Other (Income) Expense
Other income was $1.0 million in 2001 compared to expense of $2.1 million during 2000. The difference primarily relates to lower foreign exchange losses and higher interest income during 2001 compared to 2000.
Income Taxes
GBC's worldwide effective tax rate was a benefit of 19.9% in 2001, compared to an expense rate of 64.0% in 2000. The change in the rate from 2000 to 2001 is due to the jurisdictions in which GBC generated earnings and losses during the current year. The rate was significantly impacted by restructuring and other special charges incurred in 2001 and the relatively low level of pre-tax earnings in 2000. See note 11 to the consolidated financial statements for more details.
Net (Loss) Income
GBC reported a net loss of ($19.5) million in 2001, or $(1.24) per basic and diluted share compared to net income of $2.4 million, or $0.15 per basic and diluted share in 2000. The 2001 net loss was primarily the result of: a) the inventory rationalization and write-down charges of $8.8 million; b) an increase in restructuring charges of $6.4 million; c) other charges of $6.2 million. In addition, in 2001 reduced operating income was lower than 2000 due to the lower level of sales and gross profit achieved by certain business units. These items were partially offset in 2001 by lower interest expense compared to 2000.
Liquidity and Capital Resources
Credit Facility
Management assesses the Company's liquidity in terms of its overall debt capacity and ability to generate cash from operations to fund its operating activities, capital needs and debt service requirements. Significant factors affecting liquidity are cash flows generated from operating activities, capital expenditures, interest and debt service requirements, adequate bank lines of credit and financial flexibility to attract long-term capital with satisfactory terms.
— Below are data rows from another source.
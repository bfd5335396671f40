//! # Money Module
//!
//! The `Money` type: an amount in cents, stored as an `i64`.
//!
//! ## Why Integer Cents?
//! ```text
//! ┌─────────────────────────────────────────────────────────────────────────┐
//! │  FIXED-POINT, SCALE 2                                                   │
//! │                                                                         │
//! │  f64:   0.1 + 0.2 = 0.30000000000000004   ❌ drifts across 20 lines     │
//! │  cents: 10 + 20   = 30                    ✅ exact, always              │
//! │                                                                         │
//! │  Line totals, subtotals and totals are sums of integers, so the only   │
//! │  place a rounding decision exists is tax (see `apply_rate`).           │
//! └─────────────────────────────────────────────────────────────────────────┘
//! ```
//!
//! ## Usage
//! ```rust
//! use tally_core::money::Money;
//!
//! let price = Money::from_cents(1000); // $10.00
//! let line = price.multiply_quantity(2);
//! assert_eq!(line.cents(), 2000);
//! assert_eq!(line.to_string(), "$20.00");
//! ```

use rust_decimal::prelude::ToPrimitive;
use rust_decimal::{Decimal, RoundingStrategy};
use serde::{Deserialize, Serialize};
use std::fmt;
use std::iter::Sum;
use std::ops::{Add, AddAssign, Mul, Sub, SubAssign};
use ts_rs::TS;

use crate::types::TaxRate;

// =============================================================================
// Money Type
// =============================================================================

/// A monetary value in the smallest currency unit (cents).
///
/// Signed so that refunds and compensating amounts can be expressed.
#[derive(Debug, Clone, Copy, PartialEq, Eq, PartialOrd, Ord, Hash, Serialize, Deserialize, TS)]
#[ts(export)]
pub struct Money(i64);

impl Money {
    /// Creates a Money value from cents.
    ///
    /// ```rust
    /// use tally_core::money::Money;
    ///
    /// assert_eq!(Money::from_cents(2500).cents(), 2500);
    /// ```
    #[inline]
    pub const fn from_cents(cents: i64) -> Self {
        Money(cents)
    }

    /// Creates a Money value from dollars and cents.
    ///
    /// For negative amounts only the major unit carries the sign:
    /// `from_major_minor(-5, 50)` is -$5.50.
    #[inline]
    pub const fn from_major_minor(major: i64, minor: i64) -> Self {
        if major < 0 {
            Money(major * 100 - minor)
        } else {
            Money(major * 100 + minor)
        }
    }

    /// Returns the value in cents.
    #[inline]
    pub const fn cents(&self) -> i64 {
        self.0
    }

    /// Returns the whole-dollar portion.
    #[inline]
    pub const fn dollars(&self) -> i64 {
        self.0 / 100
    }

    /// Returns the cents portion (always 0-99).
    #[inline]
    pub const fn cents_part(&self) -> i64 {
        (self.0 % 100).abs()
    }

    #[inline]
    pub const fn zero() -> Self {
        Money(0)
    }

    #[inline]
    pub const fn is_zero(&self) -> bool {
        self.0 == 0
    }

    #[inline]
    pub const fn is_positive(&self) -> bool {
        self.0 > 0
    }

    #[inline]
    pub const fn is_negative(&self) -> bool {
        self.0 < 0
    }

    /// Returns the amount as an exact decimal number of dollars.
    pub fn to_decimal(&self) -> Decimal {
        Decimal::new(self.0, 2)
    }

    /// Multiplies the amount by a decimal rate and rounds to whole cents.
    ///
    /// ## Rounding
    /// Round-half-up (midpoint away from zero), the convention used on
    /// printed receipts:
    /// ```text
    /// $10.00 × 0.0825 = $0.825  → $0.83
    /// $10.10 × 0.05   = $0.505  → $0.51
    /// $10.09 × 0.05   = $0.5045 → $0.50
    /// ```
    ///
    /// ```rust
    /// use tally_core::money::Money;
    /// use tally_core::types::TaxRate;
    ///
    /// let tax = Money::from_cents(1000).apply_rate(TaxRate::from_bps(825));
    /// assert_eq!(tax.cents(), 83);
    /// ```
    pub fn apply_rate(&self, rate: TaxRate) -> Money {
        let raw = Decimal::from(self.0) * rate.as_decimal();
        let rounded = raw.round_dp_with_strategy(0, RoundingStrategy::MidpointAwayFromZero);
        // A rate in [0, 1] applied to an i64 always fits back into an i64.
        Money(rounded.to_i64().unwrap_or(i64::MAX))
    }

    /// Multiplies money by a quantity (line total = unit price × qty).
    #[inline]
    pub const fn multiply_quantity(&self, qty: i64) -> Self {
        Money(self.0 * qty)
    }

    /// Checked subtraction, `None` on overflow.
    #[inline]
    pub fn checked_sub(&self, other: Money) -> Option<Money> {
        self.0.checked_sub(other.0).map(Money)
    }
}

// =============================================================================
// Trait Implementations
// =============================================================================

/// Debug-style `$12.34` formatting. Frontends do their own localisation.
impl fmt::Display for Money {
    fn fmt(&self, f: &mut fmt::Formatter<'_>) -> fmt::Result {
        let sign = if self.0 < 0 { "-" } else { "" };
        write!(f, "{}${}.{:02}", sign, self.dollars().abs(), self.cents_part())
    }
}

impl Default for Money {
    fn default() -> Self {
        Money::zero()
    }
}

impl Add for Money {
    type Output = Self;

    #[inline]
    fn add(self, other: Self) -> Self {
        Money(self.0 + other.0)
    }
}

impl AddAssign for Money {
    #[inline]
    fn add_assign(&mut self, other: Self) {
        self.0 += other.0;
    }
}

impl Sub for Money {
    type Output = Self;

    #[inline]
    fn sub(self, other: Self) -> Self {
        Money(self.0 - other.0)
    }
}

impl SubAssign for Money {
    #[inline]
    fn sub_assign(&mut self, other: Self) {
        self.0 -= other.0;
    }
}

impl Mul<i64> for Money {
    type Output = Self;

    #[inline]
    fn mul(self, qty: i64) -> Self {
        Money(self.0 * qty)
    }
}

impl Sum for Money {
    fn sum<I: Iterator<Item = Money>>(iter: I) -> Self {
        iter.fold(Money::zero(), |acc, m| acc + m)
    }
}

impl<'a> Sum<&'a Money> for Money {
    fn sum<I: Iterator<Item = &'a Money>>(iter: I) -> Self {
        iter.fold(Money::zero(), |acc, m| acc + *m)
    }
}

// =============================================================================
// Unit Tests
// =============================================================================

#[cfg(test)]
mod tests {
    use super::*;

    fn dec(s: &str) -> Decimal {
        s.parse().unwrap()
    }

    #[test]
    fn test_from_cents() {
        let money = Money::from_cents(1099);
        assert_eq!(money.cents(), 1099);
        assert_eq!(money.dollars(), 10);
        assert_eq!(money.cents_part(), 99);
    }

    #[test]
    fn test_from_major_minor() {
        assert_eq!(Money::from_major_minor(22, 0).cents(), 2200);
        assert_eq!(Money::from_major_minor(-5, 50).cents(), -550);
    }

    #[test]
    fn test_display() {
        assert_eq!(Money::from_cents(2200).to_string(), "$22.00");
        assert_eq!(Money::from_cents(300).to_string(), "$3.00");
        assert_eq!(Money::from_cents(-550).to_string(), "-$5.50");
        assert_eq!(Money::from_cents(0).to_string(), "$0.00");
    }

    #[test]
    fn test_arithmetic_and_sum() {
        let a = Money::from_cents(1000);
        let b = Money::from_cents(500);

        assert_eq!((a + b).cents(), 1500);
        assert_eq!((a - b).cents(), 500);
        assert_eq!((a * 3).cents(), 3000);

        let total: Money = [a, b, b].iter().sum();
        assert_eq!(total.cents(), 2000);
    }

    #[test]
    fn test_apply_rate_exact() {
        let rate = TaxRate::from_fraction(dec("0.10")).unwrap();
        assert_eq!(Money::from_cents(2000).apply_rate(rate).cents(), 200);
    }

    #[test]
    fn test_apply_rate_rounds_half_up() {
        let rate = TaxRate::from_fraction(dec("0.05")).unwrap();
        // 1010 × 0.05 = 50.5 → 51
        assert_eq!(Money::from_cents(1010).apply_rate(rate).cents(), 51);
        // 1009 × 0.05 = 50.45 → 50
        assert_eq!(Money::from_cents(1009).apply_rate(rate).cents(), 50);
    }

    #[test]
    fn test_apply_rate_negative_rounds_away_from_zero() {
        let rate = TaxRate::from_fraction(dec("0.05")).unwrap();
        assert_eq!(Money::from_cents(-1010).apply_rate(rate).cents(), -51);
    }

    #[test]
    fn test_to_decimal() {
        assert_eq!(Money::from_cents(1099).to_decimal(), dec("10.99"));
    }

    #[test]
    fn test_zero_and_checks() {
        assert!(Money::zero().is_zero());
        assert!(Money::from_cents(100).is_positive());
        assert!(Money::from_cents(-100).is_negative());
        assert_eq!(Money::from_cents(i64::MIN).checked_sub(Money::from_cents(1)), None);
    }
}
GBC's primary sources of liquidity and capital resources are internally-generated cash flows, and borrowings under GBC's revolving credit facility.
GBC's primary source of liquidity is a multicurrency revolving credit facility established on January 13, 1997 with a group of international financial institutions (the "Facility") which was initially amended and restated on November 12, 1999, and further amended and restated on January 11, 2002. GBC reduced the size of the Facility through the second amendment and restatement by $120 million, from $410 million to $290 million (comprised of a $90 million multicurrency revolving credit facility and term loans totaling $200 million). The maturity date
17
on approximately $250 million of the Facility was extended until January 13, 2004, and the maturity date on approximately $40 million of the term loans was extended to July 13, 2004.
The January 2002 amendment provided for significantly higher interest rates than those payable under the previous amended and restated facility, a reflection of bank credit market conditions at the time of the amendment and the extended maturity. Interest rates on the Facility are variable and are set at LIBOR plus 7%, except for the term loans expiring on July 13, 2004 which carry a rate of LIBOR plus 8%.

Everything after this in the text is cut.